Moving DVRs away from set-top boxes and toward networks, so content is much more fully stored in the cloud, could mean a major reduction in energy use, Coblitz said Wednesday. No longer keeping separate copies of content stored on DVRs, unlike what happens now because of copyright requirements, could reduce by 98 percent the electricity needed, he estimated. Energy usage is now a technical issue, “but tomorrow it could become a real business issue, and that is our incentive to act,” Coblitz said. “If we figure out how to need less, we reduce that risk” that he warned SCTE about of energy not being available in every municipality where Comcast has systems, headends or data centers, he said. Unlike companies such as Amazon and Google which can locate data centers in most any region, Comcast needs them where its systems are, he said: “They have a lot of geographic flexibility -- we don’t have that choice” because “our energy needs are very local."
Broadband industries need to get utilities’ support, panelists said. Getting “power utilities on board” among others is important, and “they have to be part of the solution,” Coblitz said. “We know this won’t happen overnight. That’s okay if we start now.” Google, Microsoft, the World Wildlife Fund and most computer makers in 2007 (http://xrl.us/bm9uab) began a climate initiative along the lines of what Coblitz proposes for ISPs and others in the Internet industry, said Lorie Wigle, general manager of Intel eco-technology. Intel also is part of the initiative. “We aligned with government policies” like Energy Star in the U.S. and other standards elsewhere, and though the initiative didn’t “quite hit the goal for carbon emission reduction,” the efforts are “very much” a “proxy for big gains in energy efficiency,” Wigle said.
Challenges to energy efficiency include getting employees and a company’s vendors to back power reduction efforts and to see them as business initiatives across companies and not just among those directly working on green projects, executives said. “People have to understand that there is a strategic benefit” to the work, said Comcast Cable Senior Vice President Charlotte Field. “Who doesn’t want to be energy efficient?” asked NBCUniversal Senior Vice President Beth Colleton. “But if it comes at the risk of the quality you're offering to your consumer and customer, it’s for naught.” She said that “sustainability becomes sustainable when it becomes part of the core business."

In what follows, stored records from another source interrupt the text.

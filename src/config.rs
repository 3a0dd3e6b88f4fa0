//! # Config
//!
//! Environment metadata settings, read from `AWS_EMF_*` process variables or set through the
//! [Builder](super::Builder)

use std::str::FromStr;
use tracing::warn;

pub const SERVICE_NAME_VAR: &str = "AWS_EMF_SERVICE_NAME";
pub const SERVICE_TYPE_VAR: &str = "AWS_EMF_SERVICE_TYPE";
pub const LOG_GROUP_NAME_VAR: &str = "AWS_EMF_LOG_GROUP_NAME";
pub const NAMESPACE_VAR: &str = "AWS_EMF_NAMESPACE";
pub const ENVIRONMENT_VAR: &str = "AWS_EMF_ENVIRONMENT";

/// Forces a specific environment instead of detecting one
#[derive(Clone, Copy, Debug, PartialEq, Eq)]
pub enum EnvironmentOverride {
    Lambda,
    Local,
    Default,
}

impl FromStr for EnvironmentOverride {
    type Err = String;

    fn from_str(s: &str) -> Result<Self, Self::Err> {
        match s.to_ascii_lowercase().as_str() {
            "lambda" => Ok(Self::Lambda),
            "local" => Ok(Self::Local),
            "default" => Ok(Self::Default),
            other => Err(format!("unknown environment {other:?}")),
        }
    }
}

/// Metadata the built-in environments report as dimensions
#[derive(Clone, Debug, Default, PartialEq, Eq)]
pub struct EnvironmentConfig {
    pub service_name: Option<String>,
    pub service_type: Option<String>,
    pub log_group_name: Option<String>,
    pub namespace: Option<String>,
    pub environment_override: Option<EnvironmentOverride>,
}

impl EnvironmentConfig {
    /// Reads the `AWS_EMF_*` variables of the current process
    pub fn from_env() -> Self {
        Self::from_lookup(|name| std::env::var(name).ok())
    }

    /// Reads settings through `lookup`, blank values count as unset
    pub fn from_lookup(lookup: impl Fn(&str) -> Option<String>) -> Self {
        let read = |name: &str| lookup(name).map(|v| v.trim().to_owned()).filter(|v| !v.is_empty());

        let environment_override = read(ENVIRONMENT_VAR).and_then(|value| match value.parse() {
            Ok(environment) => Some(environment),
            Err(e) => {
                warn!("Ignoring {ENVIRONMENT_VAR}: {e}");
                None
            }
        });

        Self {
            service_name: read(SERVICE_NAME_VAR),
            service_type: read(SERVICE_TYPE_VAR),
            log_group_name: read(LOG_GROUP_NAME_VAR),
            namespace: read(NAMESPACE_VAR),
            environment_override,
        }
    }
}
//! # Logger
//!
//! [MetricsLogger] drives a [MetricsContext] through its flush cycle: resolve the environment,
//! add the environment dimensions to the defaults, write the document to the environment's
//! sink and reset the context for the next cycle.

use super::context::MetricsContext;
use super::dimension_set::{DimensionSet, DimensionSetError};
use super::environment::{Environment, EnvironmentProvider};
use super::Error;
use metrics::SharedString;
use serde_json::value::Value;
use std::sync::Arc;
use std::time::{Duration, SystemTime};
use tracing::{debug, error, warn};

/// How long [MetricsLogger::flush] waits for the environment before using the default one
pub const DEFAULT_ENVIRONMENT_TIMEOUT: Duration = Duration::from_secs(1);

pub const LOG_GROUP_DIMENSION: &str = "LogGroup";
pub const SERVICE_NAME_DIMENSION: &str = "ServiceName";
pub const SERVICE_TYPE_DIMENSION: &str = "ServiceType";

/// Outcome of one environment lookup
enum Resolution {
    Resolved(Arc<dyn Environment>),
    Failed(Error),
    TimedOut,
}

/// Embedded Metric Format logger
///
/// Use [Builder](super::Builder) to construct with the built-in environments, or
/// [MetricsLogger::new] with your own [EnvironmentProvider].
///
/// A logger is meant for one task at a time, mutations take `&mut self` and anything
/// recorded before [MetricsLogger::flush] is part of that flush's document.
///
/// # Example
/// ```
/// use cloudwatch_emf_logger::{DimensionSet, MetricsLogger};
///
/// # async fn handle(metrics: &mut MetricsLogger) -> Result<(), cloudwatch_emf_logger::DimensionSetError> {
/// metrics
///     .put_dimensions(DimensionSet::of([("Operation", "Purchase")])?)?
///     .put_metric("Orders", 1.0)
///     .put_property("RequestId", "ABC123");
///
/// metrics.flush().await;
/// # Ok(())
/// # }
/// ```
pub struct MetricsLogger {
    context: MetricsContext,
    /// Defaults set by the caller, environment dimensions are layered under these on flush
    default_dimensions: DimensionSet,
    provider: Arc<dyn EnvironmentProvider>,
    flush_preserve_dimensions: bool,
    environment_timeout: Duration,
}

impl MetricsLogger {
    pub fn new(provider: Arc<dyn EnvironmentProvider>) -> Self {
        Self::with_context(provider, MetricsContext::new())
    }

    /// Starts from an existing context, its default dimensions count as caller defaults
    pub fn with_context(provider: Arc<dyn EnvironmentProvider>, context: MetricsContext) -> Self {
        Self {
            default_dimensions: context.default_dimensions().clone(),
            context,
            provider,
            flush_preserve_dimensions: true,
            environment_timeout: DEFAULT_ENVIRONMENT_TIMEOUT,
        }
    }

    pub fn context(&self) -> &MetricsContext {
        &self.context
    }

    /// Set a property to emit with the metrics
    /// * Properties are cleared by every flush
    pub fn put_property(&mut self, name: impl Into<SharedString>, value: impl Into<Value>) -> &mut Self {
        self.context.put_property(name, value);
        self
    }

    /// Adds dimensions to the current dimension set, see [MetricsContext::put_dimensions]
    pub fn put_dimensions(&mut self, set: DimensionSet) -> Result<&mut Self, DimensionSetError> {
        self.context.put_dimensions(set)?;
        Ok(self)
    }

    /// Replaces the dimension sets and stops applying default dimensions
    pub fn set_dimensions(&mut self, sets: impl IntoIterator<Item = DimensionSet>) -> &mut Self {
        self.context.set_dimensions(sets);
        self
    }

    /// Replaces the dimension sets, keeping default dimensions when `preserve_default` is true
    pub fn set_dimensions_with_default(
        &mut self,
        preserve_default: bool,
        sets: impl IntoIterator<Item = DimensionSet>,
    ) -> Result<&mut Self, DimensionSetError> {
        self.context.set_dimensions_with_default(preserve_default, sets)?;
        Ok(self)
    }

    pub fn reset_dimensions(&mut self, preserve_default: bool) -> &mut Self {
        self.context.reset_dimensions(preserve_default);
        self
    }

    /// Replaces the caller defaults, they win over environment dimensions with the same name
    pub fn set_default_dimensions(&mut self, set: DimensionSet) -> Result<&mut Self, DimensionSetError> {
        self.context.set_default_dimensions(set.clone())?;
        self.default_dimensions = set;
        Ok(self)
    }

    pub fn put_metric(&mut self, name: impl Into<SharedString>, value: f64) -> &mut Self {
        self.context.put_metric(name, value, None);
        self
    }

    pub fn put_metric_with_unit(&mut self, name: impl Into<SharedString>, value: f64, unit: metrics::Unit) -> &mut Self {
        self.context.put_metric(name, value, Some(unit));
        self
    }

    pub fn set_namespace(&mut self, namespace: impl Into<SharedString>) -> &mut Self {
        self.context.set_namespace(namespace);
        self
    }

    /// Timestamp of the next document only, later documents use the flush time again
    pub fn set_timestamp(&mut self, timestamp: SystemTime) -> &mut Self {
        self.context.set_timestamp(timestamp);
        self
    }

    /// Whether flushes keep the dimension sets (the default) or reseed them from the defaults
    pub fn set_flush_preserve_dimensions(&mut self, preserve: bool) -> &mut Self {
        self.flush_preserve_dimensions = preserve;
        self
    }

    pub fn set_environment_timeout(&mut self, timeout: Duration) -> &mut Self {
        self.environment_timeout = timeout;
        self
    }

    /// Write the accumulated metrics to the sink of the current environment
    ///
    /// Waiting for the environment is the only await point, an environment that fails or is
    /// not resolved within the timeout is replaced by the provider's default environment.
    /// Needs a tokio runtime with the time driver enabled.
    pub async fn flush(&mut self) {
        let environment = match self.resolve_environment().await {
            Resolution::Resolved(environment) => environment,
            Resolution::Failed(e) => {
                warn!("Failed to resolve environment, using the default environment: {e}");
                self.provider.default_environment()
            }
            Resolution::TimedOut => {
                warn!(
                    "Environment not resolved within {:?}, using the default environment",
                    self.environment_timeout
                );
                self.provider.default_environment()
            }
        };

        self.configure_context(environment.as_ref());
        self.context.pin_timestamp();

        match self.context.serialize() {
            Ok(event) => environment.sink().accept(&event, &self.context),
            Err(e) => error!("Failed to serialize metrics document: {e}"),
        }

        self.context.reset_after_flush(self.flush_preserve_dimensions);
    }

    async fn resolve_environment(&self) -> Resolution {
        match tokio::time::timeout(self.environment_timeout, self.provider.resolve_environment()).await {
            Ok(Ok(environment)) => Resolution::Resolved(environment),
            Ok(Err(e)) => Resolution::Failed(e),
            Err(_) => Resolution::TimedOut,
        }
    }

    /// Layer the environment dimensions under the caller defaults and let the environment
    /// add its own properties
    fn configure_context(&mut self, environment: &dyn Environment) {
        let fields = [
            (LOG_GROUP_DIMENSION, environment.log_group_name()),
            (SERVICE_NAME_DIMENSION, environment.name()),
            (SERVICE_TYPE_DIMENSION, environment.environment_type()),
        ];
        let present = fields
            .into_iter()
            .filter_map(|(name, value)| value.filter(|v| !v.is_empty()).map(|v| (name, v.to_owned())));

        let defaults = DimensionSet::of(present).and_then(|environment_dimensions| {
            let defaults = environment_dimensions.merge(&self.default_dimensions)?;
            self.context.set_default_dimensions(defaults.clone())?;
            Ok(defaults)
        });

        match defaults {
            Ok(defaults) => debug!("Default dimensions {:?}", defaults.dimension_keys()),
            Err(e) => {
                error!("Dropping environment dimensions: {e}");
                if let Err(e) = self.context.set_default_dimensions(self.default_dimensions.clone()) {
                    error!("Unable to restore default dimensions: {e}");
                }
            }
        }

        environment.configure_context(&mut self.context);
    }
}
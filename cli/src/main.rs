//! A command line interface for the Tern scripting engine.
//!
//! Runs script files, or serves a Debug Adapter Protocol session with `--dap`.
#![allow(clippy::print_stdout)]

mod debug;

use clap::Parser;
use color_eyre::eyre::{Result, WrapErr, eyre};
use log::LevelFilter;
use simple_logger::SimpleLogger;
use std::io::{self, Read};
use std::path::{Path, PathBuf};
use tern_engine::Context;

/// CLI configuration for Tern.
#[derive(Debug, Parser)]
#[command(author, version, about, name = "tern")]
struct Opt {
    /// The script file(s) to execute. Reads standard input when none is given.
    #[arg(name = "FILE", value_hint = clap::ValueHint::FilePath)]
    files: Vec<PathBuf>,

    /// Start a Debug Adapter Protocol server instead of running scripts.
    #[arg(long, conflicts_with = "FILE")]
    dap: bool,

    /// Serve the DAP session on this TCP port of 127.0.0.1 instead of stdio.
    #[arg(long, requires = "dap")]
    port: Option<u16>,

    /// Maximum script call depth.
    #[arg(long, default_value_t = tern_engine::context::DEFAULT_MAX_CALL_DEPTH)]
    max_call_depth: usize,

    /// Log verbosity. Logs always go to standard error.
    #[arg(long, env = "TERN_LOG", default_value = "warn")]
    log_level: LevelFilter,
}

fn main() -> Result<()> {
    color_eyre::install()?;
    let args = Opt::parse();

    SimpleLogger::new()
        .with_level(args.log_level)
        .init()
        .wrap_err("failed to initialize logging")?;

    if args.dap {
        return run_dap(args.port);
    }

    let mut context = Context::default();
    context.set_max_call_depth(args.max_call_depth);
    context.set_output(|line| println!("{line}"));

    if args.files.is_empty() {
        let mut source = String::new();
        io::stdin()
            .read_to_string(&mut source)
            .wrap_err("failed to read standard input")?;
        return run_source(&mut context, Path::new("<stdin>"), &source);
    }

    for file in &args.files {
        let source = std::fs::read_to_string(file)
            .wrap_err_with(|| format!("failed to read `{}`", file.display()))?;
        run_source(&mut context, file, &source)?;
    }
    Ok(())
}

fn run_source(context: &mut Context, path: &Path, source: &str) -> Result<()> {
    log::debug!("running {}", path.display());
    context
        .eval(path.to_string_lossy().into_owned().into(), source)
        .map(drop)
        .map_err(|err| eyre!("{}: {err}", path.display()))
}

#[cfg(feature = "dap")]
fn run_dap(port: Option<u16>) -> Result<()> {
    use debug::dap::{DapTransportMode, run_dap_server};

    let mode = port.map_or(DapTransportMode::Stdio, DapTransportMode::Tcp);
    run_dap_server(mode).wrap_err("debug adapter failed")
}

#[cfg(not(feature = "dap"))]
fn run_dap(_port: Option<u16>) -> Result<()> {
    Err(eyre!("this build of tern has no debug adapter; enable the `dap` feature"))
}
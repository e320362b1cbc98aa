//! Debugger state machine types and session options.

use std::fmt;

/// The controller's position in the session lifecycle.
#[derive(Debug, Clone, Copy, PartialEq, Eq, Hash)]
pub enum DebuggerState {
    /// Parked until a client attaches.
    WaitingForClient,
    /// The entry script is parsed; parked until the client finishes configuring.
    WaitingForUI,
    /// About to run the first statement.
    Entering,
    /// Running freely; only breakpoints and `debugger;` stop execution.
    Running,
    /// A pause was requested and will be honored at the next statement.
    Pausing,
    /// Stopping at every statement the current step granularity allows.
    Stepping,
    /// Cancellation requested.
    Terminating,
    /// The run is over.
    Terminated,
}

impl DebuggerState {
    /// Returns `true` once termination has been requested or completed.
    #[must_use]
    pub const fn is_terminal(self) -> bool {
        matches!(self, Self::Terminating | Self::Terminated)
    }
}

/// Why execution stopped.
#[derive(Debug, Clone, Copy, PartialEq, Eq, Hash)]
pub enum PauseReason {
    /// Stopped before the first statement.
    Entry,
    /// Stopped because a client asked for it.
    Pause,
    /// Stopped after a step request.
    Step,
    /// Stopped on a breakpoint.
    BreakPoint,
    /// Stopped on a `debugger;` statement.
    DebuggerStatement,
}

impl PauseReason {
    /// The Debug Adapter Protocol name of the reason.
    #[must_use]
    pub const fn as_str(self) -> &'static str {
        match self {
            Self::Entry => "entry",
            Self::Pause => "pause",
            Self::Step => "step",
            Self::BreakPoint => "breakpoint",
            Self::DebuggerStatement => "debugger statement",
        }
    }
}

impl fmt::Display for PauseReason {
    fn fmt(&self, f: &mut fmt::Formatter<'_>) -> fmt::Result {
        f.write_str(self.as_str())
    }
}

/// Options for one debug session.
#[derive(Debug, Clone, Copy, Default, PartialEq, Eq)]
pub struct DebuggerOptions {
    /// Block before running anything until a client attaches.
    pub wait_for_client: bool,
    /// Block after the entry script is parsed until the client reports it is ready.
    pub wait_for_ui: bool,
    /// Stop before the first statement.
    pub pause_on_entry: bool,
}

impl DebuggerOptions {
    /// Sets [`DebuggerOptions::wait_for_client`].
    #[must_use]
    pub const fn with_wait_for_client(mut self, value: bool) -> Self {
        self.wait_for_client = value;
        self
    }

    /// Sets [`DebuggerOptions::wait_for_ui`].
    #[must_use]
    pub const fn with_wait_for_ui(mut self, value: bool) -> Self {
        self.wait_for_ui = value;
        self
    }

    /// Sets [`DebuggerOptions::pause_on_entry`].
    #[must_use]
    pub const fn with_pause_on_entry(mut self, value: bool) -> Self {
        self.pause_on_entry = value;
        self
    }
}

An audience member said panelists pointed up a possible conflict between goals. “What I heard is a need to collaborate, across the industry, across competitors” and also that energy reduction “provides a competitive advantage,” said Hitachi Consulting Senior Sustainability Executive Frank Priznar. Coblitz replied: “I really don’t see a conflict.” He hopes that efficiency will be “a broader opportunity for all of us,” Coblitz said: “If we're going to come up with architectures that work better,” that’s good for all stakeholders.